/---

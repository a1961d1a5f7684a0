use serde::{Deserialize, Serialize};

/// Who authored a [`Message`].
#[derive(Debug, Copy, Clone, PartialEq, Eq, Serialize, Deserialize)]
#[serde(rename_all = "lowercase")]
pub enum Sender {
    /// Text the user typed.
    User,
    /// Text produced for the user by the session.
    Bot,
}

/// One entry of the conversation log.
///
/// Messages are immutable once appended; the log only ever grows.
#[derive(Debug, Clone, PartialEq, Eq, Serialize, Deserialize)]
pub struct Message {
    /// Who wrote the message.
    pub sender: Sender,

    /// The full text of the message.
    pub text: String,
}

impl Message {
    /// Create a message authored by the user.
    pub fn user(text: impl Into<String>) -> Self {
        Self {
            sender: Sender::User,
            text: text.into(),
        }
    }

    /// Create a message authored by the bot.
    pub fn bot(text: impl Into<String>) -> Self {
        Self {
            sender: Sender::Bot,
            text: text.into(),
        }
    }

    /// Returns true if the user wrote this message.
    pub fn is_user(&self) -> bool {
        self.sender == Sender::User
    }
}

#[cfg(test)]
mod tests {
    use super::*;
    use serde_json::{json, to_value};

    #[test]
    fn sender_serializes_lowercase() {
        let json = to_value(Message::bot("hi there")).unwrap();
        assert_eq!(json, json!({"sender": "bot", "text": "hi there"}));
    }

    #[test]
    fn user_constructor() {
        let message = Message::user("hello");
        assert!(message.is_user());
        assert_eq!(message.text, "hello");
    }
}
//! Configuration types for the chat application.
//!
//! This module provides CLI argument parsing via `arrrg`, an optional YAML
//! settings file, and the resolved [`ChatConfig`] a session is built from.
//! Command-line values override file values, which override the defaults.

use std::fmt;
use std::path::Path;
use std::time::Duration;

use arrrg_derive::CommandLine;
use serde::Deserialize;
use url::Url;

use crate::client::{DEFAULT_ENDPOINT, DEFAULT_TIMEOUT};
use crate::error::{Error, Result};
use crate::params::QueryParameters;
use crate::reveal::{DEFAULT_CHUNK_CHARS, DEFAULT_TICK_INTERVAL};

/// Identifier sent with each query when none is configured.
pub const DEFAULT_USER_ID: &str = "guest";

/// Command-line arguments for the querychat tool.
#[derive(CommandLine, Debug, Default, PartialEq, Eq)]
pub struct ChatArgs {
    /// Endpoint queries are posted to.
    #[arrrg(optional, "Query endpoint URL (default: http://localhost:5000/query)", "URL")]
    pub endpoint: Option<String>,

    /// Stable identifier sent with every query.
    #[arrrg(optional, "Session identifier sent with each query (default: guest)", "ID")]
    pub user_id: Option<String>,

    #[arrrg(optional, "Reranked results to use, 1-20 (default: 5)", "N")]
    pub top_k: Option<u32>,

    #[arrrg(optional, "Reformulated queries to fan out to, 1-10 (default: 5)", "N")]
    pub multi_n: Option<u32>,

    /// Hybrid search weight.  Kept as text so the arguments stay `Eq`.
    #[arrrg(optional, "Hybrid search weight 0.0-1.0 (default: 0.6)", "ALPHA")]
    pub alpha: Option<String>,

    #[arrrg(optional, "Milliseconds between reveal ticks (default: 8)", "MS")]
    pub reveal_interval_ms: Option<u64>,

    #[arrrg(optional, "Characters revealed per tick (default: 1)", "N")]
    pub reveal_chunk: Option<usize>,

    #[arrrg(optional, "Request timeout in seconds, 0 waits forever (default: 120)", "SECS")]
    pub timeout_secs: Option<u64>,

    /// YAML file supplying defaults for the options above.
    #[arrrg(optional, "YAML settings file", "FILE")]
    pub config: Option<String>,

    /// Disable ANSI colors and styles.
    #[arrrg(flag, "Disable ANSI colors/styles")]
    pub no_color: bool,
}

/// Why [`ChatArgs`] could not be turned into a [`ChatConfig`].
#[derive(Debug, Clone)]
pub enum ChatArgsError {
    /// `--alpha` was not a finite number.
    InvalidAlpha(String),
    /// The settings file or endpoint was rejected.
    Config(Error),
}

impl fmt::Display for ChatArgsError {
    fn fmt(&self, f: &mut fmt::Formatter<'_>) -> fmt::Result {
        match self {
            ChatArgsError::InvalidAlpha(value) => {
                write!(f, "--alpha expects a number between 0.0 and 1.0, got `{value}`")
            }
            ChatArgsError::Config(err) => write!(f, "{err}"),
        }
    }
}

impl std::error::Error for ChatArgsError {
    fn source(&self) -> Option<&(dyn std::error::Error + 'static)> {
        match self {
            ChatArgsError::Config(err) => Some(err),
            ChatArgsError::InvalidAlpha(_) => None,
        }
    }
}

impl From<Error> for ChatArgsError {
    fn from(err: Error) -> Self {
        ChatArgsError::Config(err)
    }
}

/// Settings as they appear in a YAML file.  Every key is optional.
#[derive(Debug, Default, Deserialize)]
#[serde(deny_unknown_fields)]
struct ChatConfigFile {
    endpoint: Option<String>,
    user_id: Option<String>,
    top_k: Option<u32>,
    multi_n: Option<u32>,
    alpha: Option<f64>,
    reveal_interval_ms: Option<u64>,
    reveal_chunk: Option<usize>,
    timeout_secs: Option<u64>,
    color: Option<bool>,
}

/// Configuration for a chat session.
#[derive(Debug, Clone, PartialEq)]
pub struct ChatConfig {
    /// URL queries are posted to.
    pub endpoint: String,

    /// Identifier sent as `user_id` with each query.
    pub user_id: String,

    /// Initial parameter values; clamped when the session is created.
    pub parameters: QueryParameters,

    /// Time between reveal ticks.
    pub reveal_interval: Duration,

    /// Characters added per reveal tick.
    pub reveal_chunk_chars: usize,

    /// Per-request timeout; `None` waits indefinitely.
    pub timeout: Option<Duration>,

    /// Whether to use ANSI colors and styles in output.
    pub use_color: bool,
}

impl ChatConfig {
    /// Creates a new ChatConfig with default values.
    ///
    /// Defaults:
    /// - Endpoint: http://localhost:5000/query
    /// - User id: guest
    /// - Parameters: top_k 5, multi_n 5, alpha 0.6
    /// - Reveal: one character every 8ms
    /// - Timeout: 120s
    /// - Color: enabled
    pub fn new() -> Self {
        Self {
            endpoint: DEFAULT_ENDPOINT.to_string(),
            user_id: DEFAULT_USER_ID.to_string(),
            parameters: QueryParameters::default(),
            reveal_interval: DEFAULT_TICK_INTERVAL,
            reveal_chunk_chars: DEFAULT_CHUNK_CHARS,
            timeout: Some(DEFAULT_TIMEOUT),
            use_color: true,
        }
    }

    /// Loads a YAML settings file on top of the defaults.
    pub fn from_yaml_file<P: AsRef<Path>>(path: P) -> Result<Self> {
        let path = path.as_ref();
        let content = std::fs::read_to_string(path).map_err(|err| {
            Error::io(format!("failed to read {}", path.display()), err)
        })?;
        Self::from_yaml_str(&content)
    }

    /// Parses YAML settings on top of the defaults.
    pub fn from_yaml_str(content: &str) -> Result<Self> {
        let file: ChatConfigFile = serde_yaml::from_str(content).map_err(|err| {
            Error::validation(format!("invalid settings file: {err}"), None)
        })?;
        Ok(Self::new().merge_file(file))
    }

    fn merge_file(mut self, file: ChatConfigFile) -> Self {
        if let Some(endpoint) = file.endpoint {
            self.endpoint = endpoint;
        }
        if let Some(user_id) = file.user_id {
            self.user_id = user_id;
        }
        if let Some(top_k) = file.top_k {
            self.parameters.result_count = top_k;
        }
        if let Some(multi_n) = file.multi_n {
            self.parameters.fan_out = multi_n;
        }
        if let Some(alpha) = file.alpha {
            self.parameters.hybrid_weight = alpha;
        }
        if let Some(ms) = file.reveal_interval_ms {
            self.reveal_interval = Duration::from_millis(ms);
        }
        if let Some(chunk) = file.reveal_chunk {
            self.reveal_chunk_chars = chunk;
        }
        if let Some(secs) = file.timeout_secs {
            self.timeout = timeout_from_secs(secs);
        }
        if let Some(color) = file.color {
            self.use_color = color;
        }
        self
    }

    /// Sets the endpoint.
    pub fn with_endpoint(mut self, endpoint: impl Into<String>) -> Self {
        self.endpoint = endpoint.into();
        self
    }

    /// Sets the session identifier.
    pub fn with_user_id(mut self, user_id: impl Into<String>) -> Self {
        self.user_id = user_id.into();
        self
    }

    /// Sets the initial parameters.
    pub fn with_parameters(mut self, parameters: QueryParameters) -> Self {
        self.parameters = parameters;
        self
    }

    /// Sets the time between reveal ticks.
    pub fn with_reveal_interval(mut self, interval: Duration) -> Self {
        self.reveal_interval = interval;
        self
    }

    /// Sets the characters added per reveal tick.
    pub fn with_reveal_chunk_chars(mut self, chunk: usize) -> Self {
        self.reveal_chunk_chars = chunk;
        self
    }

    /// Sets the request timeout.
    pub fn with_timeout(mut self, timeout: Option<Duration>) -> Self {
        self.timeout = timeout;
        self
    }

    /// Disables ANSI color output.
    pub fn without_color(mut self) -> Self {
        self.use_color = false;
        self
    }
}

impl Default for ChatConfig {
    fn default() -> Self {
        Self::new()
    }
}

impl TryFrom<ChatArgs> for ChatConfig {
    type Error = ChatArgsError;

    fn try_from(args: ChatArgs) -> std::result::Result<Self, Self::Error> {
        let mut config = match &args.config {
            Some(path) => ChatConfig::from_yaml_file(path)?,
            None => ChatConfig::new(),
        };

        if let Some(endpoint) = args.endpoint {
            config.endpoint = endpoint;
        }
        if let Some(user_id) = args.user_id {
            config.user_id = user_id;
        }
        if let Some(top_k) = args.top_k {
            config.parameters.result_count = top_k;
        }
        if let Some(multi_n) = args.multi_n {
            config.parameters.fan_out = multi_n;
        }
        if let Some(alpha) = args.alpha {
            match alpha.trim().parse::<f64>() {
                Ok(value) if value.is_finite() => config.parameters.hybrid_weight = value,
                _ => return Err(ChatArgsError::InvalidAlpha(alpha)),
            }
        }
        if let Some(ms) = args.reveal_interval_ms {
            config.reveal_interval = Duration::from_millis(ms);
        }
        if let Some(chunk) = args.reveal_chunk {
            config.reveal_chunk_chars = chunk;
        }
        if let Some(secs) = args.timeout_secs {
            config.timeout = timeout_from_secs(secs);
        }
        if args.no_color {
            config.use_color = false;
        }

        Url::parse(&config.endpoint).map_err(Error::from)?;
        config.parameters = config.parameters.clamped();
        Ok(config)
    }
}

fn timeout_from_secs(secs: u64) -> Option<Duration> {
    if secs == 0 {
        None
    } else {
        Some(Duration::from_secs(secs))
    }
}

\---

EXERCISE AIM:
If a line in the records above holds the string "Duration", copy it.

ANSWER FOR THIS EXERCISE:
use std::time::Duration;
    pub reveal_interval: Duration,
    pub timeout: Option<Duration>,
            self.reveal_interval = Duration::from_millis(ms);
    pub fn with_reveal_interval(mut self, interval: Duration) -> Self {
    pub fn with_timeout(mut self, timeout: Option<Duration>) -> Self {
            config.reveal_interval = Duration::from_millis(ms);
fn timeout_from_secs(secs: u64) -> Option<Duration> {
        Some(Duration::from_secs(secs))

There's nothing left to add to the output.